I tend to overanalyze just about everything anymore. I think about what I think about, if that makes any sense at all. I've been learning a few hard truths lately. These things are good for me to think through. I need to have these thoughts, they keep me going on the path I believe I should be on.
1. I am a stubborn, clean freak. Ask the people who live in our home. I'm probably driving them crazy. Actually, I know that I am. Part of me hates that, part of me doesn't really know what to do with it. I'm working on my crazy, one day at a time. Does that dish left on the counter really need to freak me out all of the time? Shall it just rest there for a while? Should it? I haven't come to that conclusion quite yet.
2. I miss my gym. We need to have the thick as thieves relationship that we once had. My thighs and the ever-encrouching love-handles will thank me one day. Going to Mexico with my work (ie swimsuit freak out time) is only 6 months away. Elliptical here I come.
3. My will power kind of sucks. Vodka tonics are wonderful, right along with whatever carb I can get my hands on. It's a slow process of trying not to feel too deprived and accomplishing the task of still buttoning my pants every morning without any tears of agony and frustration being shed.

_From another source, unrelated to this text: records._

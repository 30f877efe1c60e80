//! Caller-side event loop.
//!
//! The event loop owns the worker pool and the receiving end of the
//! completion channel. Completion handlers are only ever invoked from
//! [`EventLoop::run`] or [`EventLoop::run_once`], so callers see
//! single-threaded callback semantics no matter how many workers exist.

use std::cell::RefCell;
use std::collections::HashMap;

use skel_types::CallError;
use tokio::sync::{mpsc, Mutex};

use crate::completion::{CompletionHandler, Promise};
use crate::config::PoolConfig;
use crate::error::RuntimeError;
use crate::pool::{PoolStatus, WorkerPool};
use crate::task::{Completed, Task, TaskId};

/// Single-threaded owner of a worker pool.
///
/// Not `Sync`: one caller context submits work and receives outcomes.
///
/// Dropping the loop with work still pending drops the pending handlers
/// unrun. `Callback` handlers are never called (only a warning is
/// logged); `Deferred` promises resolve to a `Runtime` error.
pub struct EventLoop {
    pool: WorkerPool,
    completions: Mutex<mpsc::UnboundedReceiver<Completed>>,
    pending: RefCell<HashMap<TaskId, CompletionHandler>>,
}

impl EventLoop {
    /// Start an event loop with a pool of the given size.
    pub fn new(config: PoolConfig) -> Result<Self, RuntimeError> {
        let (tx, rx) = mpsc::unbounded_channel();
        let pool = WorkerPool::start(config, tx)?;

        Ok(Self {
            pool,
            completions: Mutex::new(rx),
            pending: RefCell::new(HashMap::new()),
        })
    }

    /// Start an event loop sized from `SKEL_THREADPOOL_SIZE`.
    pub fn from_env() -> Result<Self, RuntimeError> {
        Self::new(PoolConfig::from_env())
    }

    /// Queue a task; `handler` receives its outcome during a later `run`.
    pub fn submit(&self, task: Task, handler: CompletionHandler) -> Result<TaskId, RuntimeError> {
        let id = task.id();
        tracing::trace!(task = %id, operation = task.operation(), "submitting task");

        self.pending.borrow_mut().insert(id, handler);
        if let Err(e) = self.pool.submit(task) {
            self.pending.borrow_mut().remove(&id);
            return Err(e);
        }
        Ok(id)
    }

    /// Queue a task whose outcome resolves the returned promise.
    pub fn submit_promise(&self, task: Task) -> Result<Promise, RuntimeError> {
        let (handler, promise) = CompletionHandler::deferred();
        self.submit(task, handler)?;
        Ok(promise)
    }

    /// Number of submitted tasks whose handlers have not yet run.
    pub fn pending(&self) -> usize {
        self.pending.borrow().len()
    }

    pub fn config(&self) -> PoolConfig {
        self.pool.config()
    }

    pub fn pool_status(&self) -> PoolStatus {
        self.pool.status()
    }

    /// Deliver completions until nothing is pending.
    ///
    /// Handlers may submit further tasks; those are waited for too.
    /// Returns the number of handlers invoked.
    pub async fn run(&self) -> usize {
        let mut delivered = 0;
        while self.run_once().await {
            delivered += 1;
        }
        delivered
    }

    /// Deliver a single completion. Returns `false` if nothing was pending.
    pub async fn run_once(&self) -> bool {
        if self.pending() == 0 {
            return false;
        }

        let next = {
            let mut rx = self.completions.lock().await;
            rx.recv().await
        };

        match next {
            Some(completed) => {
                self.deliver(completed);
                true
            }
            None => {
                // Every worker is gone; fail what is left rather than never calling it.
                self.fail_pending(CallError::runtime("worker pool stopped before the task completed"));
                false
            }
        }
    }

    fn deliver(&self, completed: Completed) {
        let Completed {
            id,
            operation,
            outcome,
            queued,
            latency,
            worker,
        } = completed;

        // Release the borrow before running the handler; it may submit more work.
        let handler = self.pending.borrow_mut().remove(&id);
        let Some(handler) = handler else {
            tracing::warn!(task = %id, %operation, "completion for unknown task");
            return;
        };

        tracing::trace!(
            task = %id,
            %operation,
            worker,
            ok = outcome.is_ok(),
            queued_ms = queued.as_millis() as u64,
            latency_ms = latency.as_millis() as u64,
            "delivering completion"
        );
        handler.complete(outcome);
    }

    /// Stop the workers while keeping the loop, so `run` sees the
    /// completion channel close.
    #[cfg(test)]
    pub(crate) fn shutdown_pool(&mut self) {
        self.pool.shutdown().unwrap();
    }

    fn fail_pending(&self, error: CallError) {
        let drained: Vec<_> = self.pending.borrow_mut().drain().collect();
        for (id, handler) in drained {
            tracing::warn!(task = %id, "failing task: {}", error);
            handler.complete(Err(error.clone()));
        }
    }
}

impl Drop for EventLoop {
    fn drop(&mut self) {
        let pending = self.pending.get_mut().len();
        if pending > 0 {
            tracing::warn!("EventLoop dropped with {} undelivered completions", pending);
        }
    }
}

#[cfg(test)]
mod tests {
    use super::*;
    use skel_types::{ErrorKind, Value};
    use std::cell::{Cell, RefCell};
    use std::rc::Rc;
    use std::time::{Duration, Instant};

    fn event_loop(size: usize) -> EventLoop {
        EventLoop::new(PoolConfig::new(size).unwrap()).unwrap()
    }

    #[tokio::test]
    async fn test_callbacks_run_on_caller_thread() {
        let lp = event_loop(4);
        let caller = std::thread::current().id();
        let calls = Rc::new(Cell::new(0));

        for i in 0..10 {
            let calls = Rc::clone(&calls);
            let task = Task::new("echo", move || {
                assert_ne!(std::thread::current().id(), caller);
                Ok(Value::from(i))
            });
            lp.submit(
                task,
                CompletionHandler::callback(move |outcome| {
                    assert_eq!(std::thread::current().id(), caller);
                    assert!(outcome.is_ok());
                    calls.set(calls.get() + 1);
                }),
            )
            .unwrap();
        }

        assert_eq!(lp.pending(), 10);
        assert_eq!(lp.run().await, 10);
        assert_eq!(calls.get(), 10);
        assert_eq!(lp.pending(), 0);
    }

    #[tokio::test]
    async fn test_promise_resolves_after_run() {
        let lp = event_loop(2);
        let promise = lp
            .submit_promise(Task::new("repeat", || Ok(Value::from("hihi"))))
            .unwrap();

        let (delivered, outcome) = tokio::join!(lp.run(), promise);
        assert_eq!(delivered, 1);
        assert_eq!(outcome, Ok(Value::from("hihi")));
    }

    #[tokio::test]
    async fn test_errors_delivered_through_handler() {
        let lp = event_loop(1);
        let promise = lp
            .submit_promise(Task::new("fails", || Err(CallError::domain("not enough rawr"))))
            .unwrap();
        lp.run().await;
        let err = promise.await.unwrap_err();
        assert_eq!(err.kind(), ErrorKind::Domain);
    }

    #[tokio::test]
    async fn test_handlers_can_chain_work() {
        let lp = Rc::new(event_loop(2));
        let results = Rc::new(RefCell::new(Vec::new()));

        let chained_lp = Rc::clone(&lp);
        let chained_results = Rc::clone(&results);
        lp.submit(
            Task::new("first", || Ok(Value::from("first"))),
            CompletionHandler::callback(move |outcome| {
                chained_results.borrow_mut().push(outcome);
                let inner_results = Rc::clone(&chained_results);
                chained_lp
                    .submit(
                        Task::new("second", || Ok(Value::from("second"))),
                        CompletionHandler::callback(move |outcome| {
                            inner_results.borrow_mut().push(outcome);
                        }),
                    )
                    .unwrap();
            }),
        )
        .unwrap();

        assert_eq!(lp.run().await, 2);
        assert_eq!(
            *results.borrow(),
            vec![Ok(Value::from("first")), Ok(Value::from("second"))]
        );
    }

    #[tokio::test]
    async fn test_pool_parallelism_bounds_wall_time() {
        // 8 tasks of 50ms on 4 workers: about two rounds, well under serial time
        let lp = event_loop(4);
        let start = Instant::now();
        for _ in 0..8 {
            lp.submit(
                Task::new("sleep", || {
                    std::thread::sleep(Duration::from_millis(50));
                    Ok(Value::Null)
                }),
                CompletionHandler::callback(|outcome| assert!(outcome.is_ok())),
            )
            .unwrap();
        }
        assert_eq!(lp.run().await, 8);

        let elapsed = start.elapsed();
        assert!(elapsed >= Duration::from_millis(100), "elapsed {:?}", elapsed);
        assert!(elapsed < Duration::from_millis(400), "elapsed {:?}", elapsed);
    }

    #[tokio::test]
    async fn test_handlers_fail_when_workers_are_gone() {
        let mut lp = event_loop(2);
        let finished = lp
            .submit_promise(Task::new("finishes", || Ok(Value::from("done"))))
            .unwrap();

        // handlers whose tasks never reached a worker
        let seen = Rc::new(RefCell::new(None));
        let sink = Rc::clone(&seen);
        lp.pending.borrow_mut().insert(
            TaskId::new(),
            CompletionHandler::callback(move |outcome| *sink.borrow_mut() = Some(outcome)),
        );
        let (handler, orphan) = CompletionHandler::deferred();
        lp.pending.borrow_mut().insert(TaskId::new(), handler);

        lp.shutdown_pool();
        assert_eq!(lp.run().await, 1);
        assert_eq!(lp.pending(), 0);

        assert_eq!(finished.await, Ok(Value::from("done")));
        let err = seen.borrow_mut().take().unwrap().unwrap_err();
        assert_eq!(err.kind(), ErrorKind::Runtime);
        assert_eq!(err.message(), "worker pool stopped before the task completed");
        assert_eq!(orphan.await.unwrap_err().kind(), ErrorKind::Runtime);

        let err = lp.submit_promise(Task::new("late", || Ok(Value::Null))).unwrap_err();
        assert!(matches!(err, RuntimeError::Terminated));
        assert_eq!(lp.pending(), 0);
    }

    #[tokio::test]
    async fn test_run_with_nothing_pending() {
        let lp = event_loop(1);
        assert_eq!(lp.run().await, 0);
        assert!(!lp.run_once().await);
        assert_eq!(lp.config().size(), 1);
        assert_eq!(lp.pool_status().worker_count, 1);
    }
}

4. I miss my band. We are sort of in pieces right now and far too often I realize that a piece of me really is missing when I don't let my songs be heard. (As cheesy as that may sound.) This problem must be remedied. I need to do the work. That's about it.
5. I am a planner. As much as I loathe routine, it is the glue that holds my sanity together. I need to let go a bit more. I believe that would make every week far more enjoyable for myself and those around me. But, I already have half of my Christmas shopping done. So is this really a pro or con? I'm not so sure.